Pretty much a nightmare situation from here on forward. There I am, alone, middle of the night, 4 young kids asleep in the house, and a puppy that's been hit by a car. I go inside (walk, I tell myself don't run because I don't want to excite the dogs) to get my phone and call the parents, but as I'm heading back outside I see them pulling into the driveway. I calculate the closest all night animal hospital - I drive by it on a weekly basis - so I know I can get Wicca there within the hour.
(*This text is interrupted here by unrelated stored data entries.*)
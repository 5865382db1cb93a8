//! Error types for optimist
//!
//! One error enum is shared by every layer. It separates three kinds of
//! failure that callers handle differently:
//!
//! - isolation conflicts, recoverable by retrying the whole transaction
//! - backend failures (I/O, interrupted lock waits), propagated unchanged
//! - illegal state use, a programming error that should not be retried
//!
//! We use `thiserror` for the `Display` and `Error` implementations.

use std::io;
use thiserror::Error;

/// Result type alias for store operations
pub type StoreResult<T> = std::result::Result<T, StoreError>;

/// Error type for the optimistic store
#[derive(Debug, Error)]
pub enum StoreError {
    /// A concurrently committed change affected a read of this transaction
    #[error("Isolation conflict: observed state changed for {operation}")]
    IsolationConflict {
        /// Description of the read operation that was affected
        operation: String,
    },

    /// Failure reported by the backing store
    #[error("Backend error: {message}")]
    Backend {
        /// Backend-provided description
        message: String,
    },

    /// A lock wait was interrupted (store shutting down)
    #[error("Interrupted while waiting for {lock} lock")]
    Interrupted {
        /// Name of the lock manager
        lock: &'static str,
    },

    /// Operation invoked from the wrong transaction state
    #[error("Illegal state: cannot {operation} while transaction is {state}")]
    IllegalState {
        /// Operation attempted
        operation: &'static str,
        /// State the transaction was in
        state: String,
    },

    /// Invalid caller input (configuration, arguments)
    #[error("Invalid input: {0}")]
    InvalidInput(String),

    /// I/O error (configuration and persistence files)
    #[error("I/O error: {0}")]
    Io(#[from] io::Error),

    /// Internal invariant violation
    #[error("Internal error: {0}")]
    Internal(String),
}

impl StoreError {
    /// Create an isolation conflict for the given operation description
    pub fn conflict(operation: impl Into<String>) -> Self {
        StoreError::IsolationConflict {
            operation: operation.into(),
        }
    }

    /// Create a backend error
    pub fn backend(message: impl Into<String>) -> Self {
        StoreError::Backend {
            message: message.into(),
        }
    }

    /// Create an illegal state error
    pub fn illegal_state(operation: &'static str, state: impl ToString) -> Self {
        StoreError::IllegalState {
            operation,
            state: state.to_string(),
        }
    }

    /// Create an invalid input error
    pub fn invalid_input(message: impl Into<String>) -> Self {
        StoreError::InvalidInput(message.into())
    }

    /// Create an internal error
    pub fn internal(message: impl Into<String>) -> Self {
        StoreError::Internal(message.into())
    }

    /// True for isolation conflicts (retry the transaction)
    pub fn is_conflict(&self) -> bool {
        matches!(self, StoreError::IsolationConflict { .. })
    }

    /// True for failures surfaced by the backend or by interrupted lock waits
    pub fn is_backend(&self) -> bool {
        matches!(
            self,
            StoreError::Backend { .. } | StoreError::Interrupted { .. } | StoreError::Io(_)
        )
    }

    /// True for operations invoked from the wrong transaction state
    pub fn is_illegal_state(&self) -> bool {
        matches!(self, StoreError::IllegalState { .. })
    }
}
I grab a towel from the car and wrap her up, put her on the front seat because I don't want Hike prodding at her in the back. There's more blood oozing from her nose so I grab another towel and put it under her head, stupidly worried about staining the leather. After all, my mother would be pissed.

Next few hours at the e-vet, I was in some kind of weird dreamlike limbo. Amazingly, there's nothing broken, nothing sprained, nothing displaced. She's banged up, sure, but in one piece. No internal bleeding. She probably got nicked on the side and thrown to the pavement, resulting in some minor head trauma and road rash on the inside of her legs, but it sure beat being roadkill.

She could have been killed. It still hasn't really sunk in.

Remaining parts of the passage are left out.